As reported in The New York Times: “The move could be another step toward the demise of the copy-protection systems that have frustrated some online music buyers and created confusion about compatibility between digital players and downloaded songs. Critics charge that the software has slowed the public embrace of legal digital downloads while failing to stop illicit copying, at a time when the music industry is desperate for ways to make up for declining CD sales.”

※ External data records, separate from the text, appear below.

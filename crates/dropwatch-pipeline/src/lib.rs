//! # dropwatch-pipeline
//!
//! Message extraction, deduplication and persistence pipeline for dropwatch.
//!
//! This crate provides:
//! - Input normalization and response parsing/validation
//! - Whole-message and per-update aggregation
//! - Embedding-based duplicate flagging and idempotent persistence
//! - A sequential batch runner with events and graceful shutdown
//! - Embedding backfill and the related-updates report
//!
//! ## Example
//!
//! ```ignore
//! use std::sync::Arc;
//! use dropwatch_core::shutdown_channel;
//! use dropwatch_db::Database;
//! use dropwatch_inference::GeminiBackend;
//! use dropwatch_pipeline::{
//!     BatchRunner, JsonlMessageSource, MessageProcessor, PipelineConfig, PipelineContext,
//! };
//!
//! let db = Database::connect("postgres://...").await?;
//! let gemini = Arc::new(GeminiBackend::from_env()?);
//! let repo = Arc::new(db.updates.clone());
//! let (trigger, signal) = shutdown_channel();
//!
//! let ctx = PipelineContext::new(
//!     PipelineConfig::from_env()?,
//!     gemini.clone(),
//!     gemini,
//!     repo.clone(),
//!     repo,
//!     signal,
//! )?;
//! let runner = BatchRunner::new(MessageProcessor::new(ctx), trigger);
//! let source = JsonlMessageSource::load_historical("messages.jsonl").await?;
//!
//! let handle = runner.start(source);
//! let summary = handle.wait().await?;
//! ```

pub mod aggregate;
pub mod config;
pub mod dedup;
pub mod maintenance;
pub mod normalize;
pub mod parser;
pub mod processor;
pub mod runner;
pub mod source;

// Re-export core types
pub use dropwatch_core::*;

pub use aggregate::{aggregate, update_key};
pub use config::PipelineConfig;
pub use dedup::DuplicateDetector;
pub use maintenance::{
    backfill_embeddings, related_updates, BackfillReport, RelatedGroup, RelatedOptions,
};
pub use normalize::{normalize, Normalization, Normalized, SkipReason};
pub use parser::ResponseParser;
pub use processor::{MessageOutcome, MessageProcessor, PersistReport, PipelineContext};
pub use runner::{BatchRunner, RunSummary, RunnerEvent, RunnerHandle};
pub use source::{JsonlMessageSource, MessageSource, VecMessageSource};
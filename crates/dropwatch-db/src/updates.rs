//! Project update repository implementation.

use async_trait::async_trait;
use chrono::{DateTime, Utc};
use pgvector::Vector;
use sqlx::postgres::PgRow;
use sqlx::{Pool, Postgres, Row};
use tracing::{debug, info};
use uuid::Uuid;

use dropwatch_core::{
    defaults, Error, NewUpdate, Result, SaveOutcome, SimilarUpdate, SimilaritySearch,
    StoredUpdate, UpdateRepository,
};

/// Table holding extracted project updates.
pub const UPDATES_TABLE: &str = "telegram_project_updates";

const STORED_COLUMNS: &str = "id, project_name, activity_type, summary, key_links, \
     source_message_link, message_timestamp, processed_at, embedding";

/// PostgreSQL implementation of the update repository and similarity search.
#[derive(Clone)]
pub struct PgUpdateRepository {
    pool: Pool<Postgres>,
}

impl PgUpdateRepository {
    /// Create a new PgUpdateRepository with the given connection pool.
    pub fn new(pool: Pool<Postgres>) -> Self {
        Self { pool }
    }

    fn stored_from_row(row: &PgRow) -> StoredUpdate {
        StoredUpdate {
            id: row.get("id"),
            project_name: row.get("project_name"),
            activity_type: row.get("activity_type"),
            summary: row.get("summary"),
            key_links: row.get("key_links"),
            source_message_link: row.get("source_message_link"),
            message_timestamp: row.get("message_timestamp"),
            processed_at: row.get("processed_at"),
            embedding: row.get("embedding"),
        }
    }
}

#[async_trait]
impl UpdateRepository for PgUpdateRepository {
    async fn save(&self, update: &NewUpdate) -> Result<SaveOutcome> {
        let id = Uuid::now_v7();
        let result = sqlx::query(
            r#"
            INSERT INTO telegram_project_updates (
                id, update_key, project_name, activity_type, summary,
                key_links, referral_links, deadline, deadline_original_text,
                required_actions_summary, is_node_opportunity, is_uncertain, is_guide,
                needs_review, is_duplicate, source_channel, source_message_link,
                message_timestamp, message_timestamp_raw, full_message_text,
                raw_llm_output, embedding, processed_at
            )
            VALUES ($1, $2, $3, $4, $5, $6, $7, $8, $9, $10, $11, $12, $13, $14,
                    $15, $16, $17, $18, $19, $20, $21, $22, $23)
            "#,
        )
        .bind(id)
        .bind(&update.update_key)
        .bind(&update.project_name)
        .bind(&update.activity_type)
        .bind(&update.summary)
        .bind(&update.key_links)
        .bind(&update.referral_links)
        .bind(update.deadline)
        .bind(&update.deadline_original_text)
        .bind(&update.required_actions_summary)
        .bind(update.is_node_opportunity)
        .bind(update.is_uncertain)
        .bind(update.is_guide)
        .bind(update.needs_review)
        .bind(update.is_duplicate)
        .bind(&update.source_channel)
        .bind(&update.source_message_link)
        .bind(update.message_timestamp)
        .bind(&update.message_timestamp_raw)
        .bind(&update.full_message_text)
        .bind(&update.raw_llm_output)
        .bind(update.embedding.clone())
        .bind(Utc::now())
        .execute(&self.pool)
        .await;

        match result {
            Ok(_) => {
                debug!(
                    subsystem = "database",
                    component = "updates",
                    op = "save",
                    update_id = %id,
                    source_link = %update.source_message_link,
                    "Update row inserted"
                );
                Ok(SaveOutcome::Saved(id))
            }
            Err(sqlx::Error::Database(db_err)) if db_err.is_unique_violation() => {
                info!(
                    subsystem = "database",
                    component = "updates",
                    op = "save",
                    source_link = %update.source_message_link,
                    update_key = %update.update_key,
                    constraint = db_err.constraint().unwrap_or(""),
                    "Message already processed; skipping insert"
                );
                Ok(SaveOutcome::AlreadyExists)
            }
            Err(e) => Err(Error::Database(e)),
        }
    }

    async fn count_for_link(&self, link: &str) -> Result<i64> {
        let row = sqlx::query(
            "SELECT COUNT(*)::bigint AS count FROM telegram_project_updates \
             WHERE source_message_link = $1",
        )
        .bind(link)
        .fetch_one(&self.pool)
        .await
        .map_err(Error::Database)?;
        Ok(row.get("count"))
    }

    async fn list_missing_embeddings(
        &self,
        project_name: Option<&str>,
        after_id: Option<Uuid>,
        limit: i64,
    ) -> Result<Vec<StoredUpdate>> {
        let query = format!(
            "SELECT {} FROM {} \
             WHERE embedding IS NULL \
               AND ($1::text IS NULL OR project_name = $1) \
               AND ($2::uuid IS NULL OR id > $2) \
             ORDER BY id \
             LIMIT $3",
            STORED_COLUMNS, UPDATES_TABLE
        );
        let rows = sqlx::query(&query)
            .bind(project_name)
            .bind(after_id)
            .bind(limit)
            .fetch_all(&self.pool)
            .await
            .map_err(Error::Database)?;
        Ok(rows.iter().map(Self::stored_from_row).collect())
    }

    async fn set_embedding(&self, id: Uuid, embedding: &Vector) -> Result<()> {
        let result =
            sqlx::query("UPDATE telegram_project_updates SET embedding = $2 WHERE id = $1")
                .bind(id)
                .bind(embedding)
                .execute(&self.pool)
                .await
                .map_err(Error::Database)?;
        if result.rows_affected() == 0 {
            return Err(Error::NotFound(format!("update {}", id)));
        }
        Ok(())
    }

    async fn list_with_embeddings(
        &self,
        since: Option<DateTime<Utc>>,
        limit: i64,
        offset: i64,
    ) -> Result<Vec<StoredUpdate>> {
        let query = format!(
            "SELECT {} FROM {} \
             WHERE embedding IS NOT NULL \
               AND ($1::timestamptz IS NULL OR processed_at >= $1) \
             ORDER BY processed_at DESC, id DESC \
             LIMIT $2 OFFSET $3",
            STORED_COLUMNS, UPDATES_TABLE
        );
        let rows = sqlx::query(&query)
            .bind(since)
            .bind(limit)
            .bind(offset)
            .fetch_all(&self.pool)
            .await
            .map_err(Error::Database)?;
        Ok(rows.iter().map(Self::stored_from_row).collect())
    }
}

#[async_trait]
impl SimilaritySearch for PgUpdateRepository {
    async fn find_similar(
        &self,
        query: &Vector,
        threshold: f64,
        limit: i64,
        exclude_id: Option<Uuid>,
    ) -> Result<Vec<SimilarUpdate>> {
        let rows = sqlx::query(
            r#"
            SELECT id, similarity, project_name, activity_type, summary, source_message_link
            FROM (
                SELECT id, project_name, activity_type, summary, source_message_link,
                       1.0 - (embedding <=> $1::vector) AS similarity
                FROM telegram_project_updates
                WHERE embedding IS NOT NULL
                  AND ($4::uuid IS NULL OR id <> $4)
            ) scored
            WHERE similarity >= $2
            ORDER BY similarity DESC
            LIMIT $3
            "#,
        )
        .bind(query)
        .bind(threshold - defaults::SIMILARITY_EPSILON)
        .bind(limit)
        .bind(exclude_id)
        .fetch_all(&self.pool)
        .await
        .map_err(Error::Database)?;

        let matches: Vec<SimilarUpdate> = rows
            .into_iter()
            .map(|row| SimilarUpdate {
                id: row.get("id"),
                similarity: row.get::<f64, _>("similarity"),
                project_name: row.get("project_name"),
                activity_type: row.get("activity_type"),
                summary: row.get("summary"),
                source_message_link: row.get("source_message_link"),
            })
            .collect();

        debug!(
            subsystem = "database",
            component = "updates",
            op = "find_similar",
            threshold,
            match_count = matches.len(),
            "Similarity search complete"
        );
        Ok(matches)
    }
}
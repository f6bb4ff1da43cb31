//! Centralized default constants for dropwatch.
//!
//! Components reference these constants instead of defining their own magic
//! numbers. Every value here can be overridden through configuration.

// =============================================================================
// INPUT
// =============================================================================

/// Maximum characters of message text sent to the extractor.
pub const MAX_MESSAGE_CHARS: usize = 5000;

/// Marker appended to text cut at [`MAX_MESSAGE_CHARS`].
pub const TRUNCATION_MARKER: &str = "… [truncated]";

/// Placeholder the message source emits for media-only messages.
pub const MEDIA_PLACEHOLDER: &str = "[Media message]";

// =============================================================================
// GENERATION
// =============================================================================

/// Default generation model.
pub const GEN_MODEL: &str = "gemini-1.5-flash-latest";

/// Maximum generation attempts per message (first call included).
pub const MAX_ATTEMPTS: u32 = 3;

/// Wait before retrying when the service gives no suggested delay (seconds).
pub const DEFAULT_WAIT_SECS: u64 = 5;

/// Lower bound for any rate-limit wait (seconds).
pub const MIN_WAIT_SECS: u64 = 1;

/// Upper bound for any rate-limit wait (seconds).
pub const MAX_BACKOFF_SECS: u64 = 60;

// =============================================================================
// EMBEDDING
// =============================================================================

/// Default embedding model.
pub const EMBED_MODEL: &str = "text-embedding-004";

/// Default embedding vector dimension for text-embedding-004.
pub const EMBED_DIMENSION: usize = 768;

/// Task hint sent with every embedding request.
pub const EMBED_TASK_TYPE: &str = "RETRIEVAL_DOCUMENT";

// =============================================================================
// SIMILARITY
// =============================================================================

/// Similarity at or above which a new row is flagged `is_duplicate`.
pub const DUPLICATE_THRESHOLD: f64 = 0.92;

/// Maximum matches requested by the duplicate check.
pub const DUPLICATE_MATCH_LIMIT: i64 = 1;

/// Similarity threshold for the exploratory related-updates report.
pub const RELATED_THRESHOLD: f64 = 0.88;

/// Maximum matches per row in the related-updates report.
pub const RELATED_MATCH_LIMIT: i64 = 5;

/// Only rows newer than this many days are checked by the related report.
pub const RELATED_LOOKBACK_DAYS: i64 = 7;

/// Page size used when scanning rows for the related report.
pub const RELATED_FETCH_BATCH: i64 = 100;

/// Tolerance applied when comparing a float similarity against a threshold.
pub const SIMILARITY_EPSILON: f64 = 1e-6;

// =============================================================================
// PIPELINE
// =============================================================================

/// Fixed pause after every message, regardless of outcome (milliseconds).
pub const MESSAGE_DELAY_MS: u64 = 4_000;

/// Rows fetched per page by the embedding backfill.
pub const BACKFILL_BATCH_SIZE: i64 = 50;

/// Default event broadcast channel capacity.
pub const EVENT_BUS_CAPACITY: usize = 256;

#[cfg(test)]
mod tests {
    use super::*;

    #[test]
    fn test_duplicate_threshold_stricter_than_related() {
        assert!(DUPLICATE_THRESHOLD > RELATED_THRESHOLD);
    }

    #[test]
    fn test_wait_bounds_ordered() {
        assert!(MIN_WAIT_SECS <= DEFAULT_WAIT_SECS);
        assert!(DEFAULT_WAIT_SECS <= MAX_BACKOFF_SECS);
    }
}
//! Gemini inference backend implementation.

use std::time::{Duration, Instant};

use async_trait::async_trait;
use reqwest::{Client, Response};
use tracing::{debug, info, trace};

use dropwatch_core::{
    defaults, EmbeddingBackend, EmbeddingRequest, Error, Generation, GenerationBackend,
    GenerationRequest, Result, Vector,
};

use super::error::{
    parse_retry_after_header, parse_retry_delay, to_dropwatch_error, GeminiErrorCode, Surface,
};
use super::types::*;

/// Default Gemini API endpoint.
pub const DEFAULT_GEMINI_URL: &str = "https://generativelanguage.googleapis.com/v1beta";

/// Default timeout in seconds.
pub const DEFAULT_TIMEOUT_SECS: u64 = 120;

/// Configuration for the Gemini backend.
///
/// # Environment Variables
///
/// | Variable | Default | Description |
/// |----------|---------|-------------|
/// | `GEMINI_API_KEY` | (required) | API key |
/// | `GEMINI_BASE_URL` | `https://generativelanguage.googleapis.com/v1beta` | API endpoint |
/// | `GEMINI_GEN_MODEL` | `gemini-1.5-flash-latest` | Generation model |
/// | `GEMINI_EMBED_MODEL` | `text-embedding-004` | Embedding model |
/// | `GEMINI_EMBED_DIM` | 768 | Expected embedding dimension |
/// | `GEMINI_TIMEOUT` | 120 | Request timeout (seconds) |
#[derive(Debug, Clone)]
pub struct GeminiConfig {
    /// Base URL for the API endpoint.
    pub base_url: String,
    /// API key sent as `x-goog-api-key`.
    pub api_key: String,
    /// Model to use for generation.
    pub gen_model: String,
    /// Model to use for embeddings.
    pub embed_model: String,
    /// Expected embedding dimension.
    pub embed_dimension: usize,
    /// Request timeout in seconds.
    pub timeout_seconds: u64,
}

impl Default for GeminiConfig {
    fn default() -> Self {
        Self {
            base_url: DEFAULT_GEMINI_URL.to_string(),
            api_key: String::new(),
            gen_model: defaults::GEN_MODEL.to_string(),
            embed_model: defaults::EMBED_MODEL.to_string(),
            embed_dimension: defaults::EMBED_DIMENSION,
            timeout_seconds: DEFAULT_TIMEOUT_SECS,
        }
    }
}

impl GeminiConfig {
    /// Load configuration from environment variables.
    ///
    /// A missing or empty `GEMINI_API_KEY` is a configuration error.
    pub fn from_env() -> Result<Self> {
        let api_key = std::env::var("GEMINI_API_KEY")
            .ok()
            .filter(|k| !k.trim().is_empty())
            .ok_or_else(|| Error::Config("GEMINI_API_KEY is not set".to_string()))?;

        Ok(Self {
            base_url: std::env::var("GEMINI_BASE_URL")
                .unwrap_or_else(|_| DEFAULT_GEMINI_URL.to_string()),
            api_key,
            gen_model: std::env::var("GEMINI_GEN_MODEL")
                .unwrap_or_else(|_| defaults::GEN_MODEL.to_string()),
            embed_model: std::env::var("GEMINI_EMBED_MODEL")
                .unwrap_or_else(|_| defaults::EMBED_MODEL.to_string()),
            embed_dimension: std::env::var("GEMINI_EMBED_DIM")
                .ok()
                .and_then(|s| s.parse().ok())
                .unwrap_or(defaults::EMBED_DIMENSION),
            timeout_seconds: std::env::var("GEMINI_TIMEOUT")
                .ok()
                .and_then(|s| s.parse().ok())
                .unwrap_or(DEFAULT_TIMEOUT_SECS),
        })
    }
}

/// Gemini backend for generation and embeddings.
pub struct GeminiBackend {
    client: Client,
    config: GeminiConfig,
}

impl GeminiBackend {
    /// Create a new Gemini backend with the given configuration.
    pub fn new(config: GeminiConfig) -> Result<Self> {
        if config.api_key.trim().is_empty() {
            return Err(Error::Config("Gemini API key is empty".to_string()));
        }

        let client = Client::builder()
            .timeout(Duration::from_secs(config.timeout_seconds))
            .build()
            .map_err(|e| Error::Inference(format!("Failed to create HTTP client: {}", e)))?;

        info!(
            subsystem = "inference",
            component = "gemini",
            gen_model = %config.gen_model,
            embed_model = %config.embed_model,
            "Initializing Gemini backend"
        );

        Ok(Self { client, config })
    }

    /// Create from environment variables.
    pub fn from_env() -> Result<Self> {
        Self::new(GeminiConfig::from_env()?)
    }

    /// Get the current configuration.
    pub fn config(&self) -> &GeminiConfig {
        &self.config
    }

    fn model_url(&self, model: &str, method: &str) -> String {
        let model = model.trim_start_matches("models/");
        format!(
            "{}/models/{}:{}",
            self.config.base_url.trim_end_matches('/'),
            model,
            method
        )
    }

    fn build_request(&self, url: &str) -> reqwest::RequestBuilder {
        self.client
            .post(url)
            .header("x-goog-api-key", &self.config.api_key)
            .header("Content-Type", "application/json")
    }

    /// Turn a non-success response into a dropwatch error.
    async fn error_from_response(response: Response, surface: Surface) -> Error {
        let status = response.status().as_u16();
        let header_wait = response
            .headers()
            .get(reqwest::header::RETRY_AFTER)
            .and_then(|v| v.to_str().ok())
            .and_then(parse_retry_after_header);
        let body = response.text().await.unwrap_or_default();

        let (status_text, message, body_wait) =
            match serde_json::from_str::<GeminiErrorResponse>(&body) {
                Ok(parsed) => {
                    let wait = parsed.error.retry_delay().and_then(parse_retry_delay);
                    (parsed.error.status, parsed.error.message, wait)
                }
                Err(_) => (String::new(), body.chars().take(200).collect(), None),
            };

        let code = GeminiErrorCode::from_response(status, &status_text);
        let message = format!("Gemini returned {}: {}", status, message);
        to_dropwatch_error(code, surface, &message, body_wait.or(header_wait))
    }
}

#[async_trait]
impl GenerationBackend for GeminiBackend {
    async fn generate(&self, request: &GenerationRequest) -> Result<Generation> {
        let start = Instant::now();
        debug!(
            subsystem = "inference",
            component = "gemini",
            op = "generate",
            model = %request.model,
            prompt_len = request.prompt.len(),
            "Sending generation request"
        );

        let body = GenerateContentRequest {
            contents: vec![Content::user_text(request.prompt.as_str())],
        };

        let response = self
            .build_request(&self.model_url(&request.model, "generateContent"))
            .json(&body)
            .send()
            .await
            .map_err(|e| Error::Inference(format!("Request failed: {}", e)))?;

        if !response.status().is_success() {
            return Err(Self::error_from_response(response, Surface::Generation).await);
        }

        let result: GenerateContentResponse = response
            .json()
            .await
            .map_err(|e| Error::Inference(format!("Failed to parse response: {}", e)))?;

        let generation = match result.first_text() {
            Some(text) => Generation::text(text),
            None => Generation {
                text: String::new(),
                has_content: false,
                block_reason: result.block_reason(),
            },
        };

        debug!(
            subsystem = "inference",
            component = "gemini",
            op = "generate",
            response_len = generation.text.len(),
            has_content = generation.has_content,
            duration_ms = start.elapsed().as_millis() as u64,
            "Generation complete"
        );
        trace!(sample = %generation.text.chars().take(200).collect::<String>(), "Raw response sample");
        Ok(generation)
    }

    fn model_name(&self) -> &str {
        &self.config.gen_model
    }
}

#[async_trait]
impl EmbeddingBackend for GeminiBackend {
    async fn embed(&self, request: &EmbeddingRequest) -> Result<Vector> {
        debug!(
            subsystem = "inference",
            component = "gemini",
            op = "embed",
            model = %request.model,
            text_len = request.text.len(),
            "Sending embedding request"
        );

        let model = request.model.trim_start_matches("models/");
        let body = EmbedContentRequest {
            model: format!("models/{}", model),
            content: Content::text(request.text.as_str()),
            task_type: Some(request.task_type.clone()).filter(|t| !t.is_empty()),
        };

        let response = self
            .build_request(&self.model_url(model, "embedContent"))
            .json(&body)
            .send()
            .await
            .map_err(|e| Error::Embedding(format!("Request failed: {}", e)))?;

        if !response.status().is_success() {
            return Err(Self::error_from_response(response, Surface::Embedding).await);
        }

        let result: EmbedContentResponse = response
            .json()
            .await
            .map_err(|e| Error::Embedding(format!("Failed to parse response: {}", e)))?;

        Ok(Vector::from(result.embedding.values))
    }

    fn dimension(&self) -> usize {
        self.config.embed_dimension
    }

    fn model_name(&self) -> &str {
        &self.config.embed_model
    }
}

#[cfg(test)]
mod tests {
    use super::*;

    fn test_config() -> GeminiConfig {
        GeminiConfig {
            api_key: "test-key".to_string(),
            ..Default::default()
        }
    }

    #[test]
    fn test_default_config() {
        let config = GeminiConfig::default();
        assert_eq!(config.base_url, DEFAULT_GEMINI_URL);
        assert_eq!(config.gen_model, "gemini-1.5-flash-latest");
        assert_eq!(config.embed_model, "text-embedding-004");
        assert_eq!(config.embed_dimension, 768);
        assert_eq!(config.timeout_seconds, DEFAULT_TIMEOUT_SECS);
        assert!(config.api_key.is_empty());
    }

    #[test]
    fn test_backend_requires_api_key() {
        let result = GeminiBackend::new(GeminiConfig::default());
        assert!(matches!(result, Err(Error::Config(_))));
    }

    #[test]
    fn test_backend_creation() {
        let backend = GeminiBackend::new(test_config()).unwrap();
        assert_eq!(backend.config().base_url, DEFAULT_GEMINI_URL);
    }

    #[test]
    fn test_model_url_strips_prefix() {
        let backend = GeminiBackend::new(GeminiConfig {
            base_url: "http://localhost:9000/v1beta/".to_string(),
            ..test_config()
        })
        .unwrap();
        assert_eq!(
            backend.model_url("models/text-embedding-004", "embedContent"),
            "http://localhost:9000/v1beta/models/text-embedding-004:embedContent"
        );
        assert_eq!(
            backend.model_url("gemini-1.5-flash-latest", "generateContent"),
            "http://localhost:9000/v1beta/models/gemini-1.5-flash-latest:generateContent"
        );
    }

    #[test]
    fn test_model_name_accessors() {
        let backend = GeminiBackend::new(GeminiConfig {
            gen_model: "test-gen".to_string(),
            embed_model: "test-embed".to_string(),
            embed_dimension: 256,
            ..test_config()
        })
        .unwrap();
        assert_eq!(GenerationBackend::model_name(&backend), "test-gen");
        assert_eq!(EmbeddingBackend::model_name(&backend), "test-embed");
        assert_eq!(backend.dimension(), 256);
    }
}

The CD, as has been reported on this blog and elsewhere, is dead; digital downloads could be the thing that saves the music industry. However, all downloads are not created the same. With songs swaddled in DRM, consumers can only play them on certain devices. But to have them be unencrypted means that consumers will truly own the music that they buy, and will be able to do whatever they want with it. And in terms of piracy concerns, to repeat Tim O’Reilly’s quote (which I seem to do every six weeks or so), “Piracy is not the enemy, obscurity is.” With all of the competition that music now faces in terms of the amount of attention consumers have to spare — due to the rise of Myspace, Youtube, blogs, RSS and podcasts — the trick is getting them interested in music in the first place. And if this is a success (for Amazon, consumers, and the music business) this could lead to the disappearance of DRM for movies, TV shows, and even books, that are distributed and delivered digitally.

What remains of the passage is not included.